【完結】片想い結婚〜同期からのプロポーズは突然の一夜で〜
「離して……!」
私はなんとか逃げ出そうと抵抗を試みる。
「桃子、聞いてくれ。和佳奈とはほんとに何にもないんだ」
「もうやめて!……何にも聞きたくない!」
千歳は私の言葉を聞いて、そっと掴んでいた腕を離した。
「桃子……」
「っ……名前で呼ばないでよ」
元カノなんだから、和佳奈なんて名前で呼ばないで……。なんで和佳奈なんて呼ぶの?
元カノでしょ? もう関係ないんだよね?そうでしょ?
「桃子……?」
「和佳奈なんて、呼ばないで……」
名前で呼ばれると、元カノに未練があるのではないか……そう思ってしまう。
「……え?」
「お願いだから……そうやって元カノのことを名前で呼ぶのはやめて」
私はこんなに嫉妬深かったんだ……。惨めになるくらいムカついて、嫉妬深くて、自分でもイヤになる。

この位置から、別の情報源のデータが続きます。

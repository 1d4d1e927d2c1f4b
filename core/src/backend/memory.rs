// grocer/src/backend/memory.rs

//! A process-local backend. Used by the demo binary when no database is
//! configured and by the test suite, which relies on its failure points and
//! call log.

use super::{Backend, BackendResult};
use crate::catalog::{Category, Product};
use crate::error::BackendError;
use crate::order::{DeliveryAddress, NewDeliveryAddress, NewOrder, NewOrderItem, Order, OrderId, OrderItem, UserId};
use async_trait::async_trait;
use chrono::Utc;
use parking_lot::Mutex;
use std::collections::HashSet;
use tracing::debug;
use uuid::Uuid;

/// Operations that can be told to fail.
#[derive(Debug, Clone, Copy, PartialEq, Eq, Hash)]
pub enum FailPoint {
  InsertDeliveryAddress,
  InsertOrder,
  InsertOrderItems,
  DeleteOrder,
}

/// A mutating call as seen by the backend, in call order.
#[derive(Debug, Clone, PartialEq)]
pub enum BackendCall {
  InsertDeliveryAddress,
  InsertOrder { with_metadata: bool },
  InsertOrderItems { order_id: Option<OrderId>, count: usize },
  DeleteOrder(OrderId),
}

#[derive(Debug, Default)]
struct Tables {
  products: Vec<Product>,
  categories: Vec<Category>,
  addresses: Vec<DeliveryAddress>,
  orders: Vec<Order>,
  order_items: Vec<OrderItem>,
  calls: Vec<BackendCall>,
  failing: HashSet<FailPoint>,
  missing_order_columns: HashSet<String>,
}

#[derive(Debug)]
pub struct InMemoryBackend {
  tables: Mutex<Tables>,
}

impl Default for InMemoryBackend {
  fn default() -> Self {
    Self::new()
  }
}

impl InMemoryBackend {
  pub fn new() -> Self {
    Self {
      tables: Mutex::new(Tables::default()),
    }
  }

  /// A backend whose `orders` table has no `metadata` column.
  pub fn without_order_metadata() -> Self {
    let backend = Self::new();
    backend.drop_order_column("metadata");
    backend
  }

  /// Makes order inserts fail with `UnknownColumn` for `column`. A missing
  /// `metadata` column only rejects orders that carry metadata.
  pub fn drop_order_column(&self, column: &str) {
    self.tables.lock().missing_order_columns.insert(column.to_string());
  }

  pub fn restore_order_column(&self, column: &str) {
    self.tables.lock().missing_order_columns.remove(column);
  }

  pub fn with_catalog(self, products: Vec<Product>, categories: Vec<Category>) -> Self {
    {
      let mut tables = self.tables.lock();
      tables.products = products;
      tables.categories = categories;
    }
    self
  }

  /// Makes every later call of `point` fail until [`Self::heal`] is called.
  pub fn fail(&self, point: FailPoint) {
    self.tables.lock().failing.insert(point);
  }

  pub fn heal(&self, point: FailPoint) {
    self.tables.lock().failing.remove(&point);
  }

  pub fn calls(&self) -> Vec<BackendCall> {
    self.tables.lock().calls.clone()
  }

  pub fn orders(&self) -> Vec<Order> {
    self.tables.lock().orders.clone()
  }

  pub fn order_items(&self) -> Vec<OrderItem> {
    self.tables.lock().order_items.clone()
  }

  pub fn addresses(&self) -> Vec<DeliveryAddress> {
    self.tables.lock().addresses.clone()
  }

  fn injected(tables: &Tables, point: FailPoint, table: &str) -> BackendResult<()> {
    if tables.failing.contains(&point) {
      debug!(?point, "Injected backend failure.");
      return Err(BackendError::rejected(table, format!("injected failure at {point:?}")));
    }
    Ok(())
  }
}

#[async_trait]
impl Backend for InMemoryBackend {
  async fn list_products(&self) -> BackendResult<Vec<Product>> {
    Ok(self.tables.lock().products.clone())
  }

  async fn list_categories(&self) -> BackendResult<Vec<Category>> {
    Ok(self.tables.lock().categories.clone())
  }

  async fn insert_delivery_address(&self, address: NewDeliveryAddress) -> BackendResult<DeliveryAddress> {
    let mut tables = self.tables.lock();
    tables.calls.push(BackendCall::InsertDeliveryAddress);
    Self::injected(&tables, FailPoint::InsertDeliveryAddress, "delivery_addresses")?;

    let row = DeliveryAddress {
      id: Uuid::new_v4(),
      user_id: address.user_id,
      name: address.name,
      receiver_name: address.receiver_name,
      phone: address.phone,
      address_line1: address.address_line1,
      address_line2: address.address_line2,
      city: address.city,
      state: address.state,
      pincode: address.pincode,
      is_default: address.is_default,
    };
    tables.addresses.push(row.clone());
    Ok(row)
  }

  async fn list_delivery_addresses(&self, user_id: UserId) -> BackendResult<Vec<DeliveryAddress>> {
    let tables = self.tables.lock();
    let mut found: Vec<DeliveryAddress> = tables.addresses.iter().filter(|a| a.user_id == user_id).cloned().collect();
    // Stable sort keeps insertion order among equals.
    found.sort_by_key(|a| !a.is_default);
    Ok(found)
  }

  async fn insert_order(&self, order: NewOrder) -> BackendResult<Order> {
    let mut tables = self.tables.lock();
    tables.calls.push(BackendCall::InsertOrder {
      with_metadata: order.metadata.is_some(),
    });
    Self::injected(&tables, FailPoint::InsertOrder, "orders")?;

    let rejected = tables
      .missing_order_columns
      .iter()
      .find(|column| column.as_str() != "metadata" || order.metadata.is_some());
    if let Some(column) = rejected {
      return Err(BackendError::UnknownColumn {
        table: "orders".to_string(),
        column: column.clone(),
      });
    }

    let row = Order {
      id: Uuid::new_v4(),
      user_id: order.user_id,
      total_amount: order.total_amount,
      status: order.status,
      delivery_address_id: order.delivery_address_id,
      metadata: order.metadata,
      created_at: Utc::now(),
    };
    tables.orders.push(row.clone());
    Ok(row)
  }

  async fn delete_order(&self, order_id: OrderId) -> BackendResult<()> {
    let mut tables = self.tables.lock();
    tables.calls.push(BackendCall::DeleteOrder(order_id));
    Self::injected(&tables, FailPoint::DeleteOrder, "orders")?;

    let before = tables.orders.len();
    tables.orders.retain(|o| o.id != order_id);
    if tables.orders.len() == before {
      return Err(BackendError::NotFound {
        table: "orders".to_string(),
        id: order_id.to_string(),
      });
    }
    tables.order_items.retain(|item| item.order_id != order_id);
    Ok(())
  }

  async fn insert_order_items(&self, items: Vec<NewOrderItem>) -> BackendResult<Vec<OrderItem>> {
    let mut tables = self.tables.lock();
    tables.calls.push(BackendCall::InsertOrderItems {
      order_id: items.first().map(|i| i.order_id),
      count: items.len(),
    });
    Self::injected(&tables, FailPoint::InsertOrderItems, "order_items")?;

    if let Some(orphan) = items.iter().find(|i| !tables.orders.iter().any(|o| o.id == i.order_id)) {
      return Err(BackendError::rejected(
        "order_items",
        format!("order {} does not exist", orphan.order_id),
      ));
    }

    let rows: Vec<OrderItem> = items
      .into_iter()
      .map(|item| OrderItem {
        id: Uuid::new_v4(),
        order_id: item.order_id,
        product_id: item.product_id,
        quantity: item.quantity,
        price: item.price,
      })
      .collect();
    tables.order_items.extend(rows.iter().cloned());
    Ok(rows)
  }

  async fn list_orders(&self, user_id: UserId) -> BackendResult<Vec<Order>> {
    let tables = self.tables.lock();
    // Reversed first so orders sharing a timestamp still come out newest first.
    let mut found: Vec<Order> = tables.orders.iter().rev().filter(|o| o.user_id == user_id).cloned().collect();
    found.sort_by(|a, b| b.created_at.cmp(&a.created_at));
    Ok(found)
  }

  async fn list_order_items(&self, order_ids: &[OrderId]) -> BackendResult<Vec<OrderItem>> {
    let tables = self.tables.lock();
    Ok(
      tables
        .order_items
        .iter()
        .filter(|item| order_ids.contains(&item.order_id))
        .cloned()
        .collect(),
    )
  }
}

こんなことになるくらいなら、結婚なんてしなきゃ良かった。
なんでこんな思いしなきゃならないの。なんで……。
私は千歳のことが大好きで、ずっとそばにいてほしいって、そう思ってる。
「悪かった。もう呼ばないよ」
そんなに悲しそうに私を見る千歳に、私は「お願いだから……私を苦しめるのはやめてっ……」と泣いた。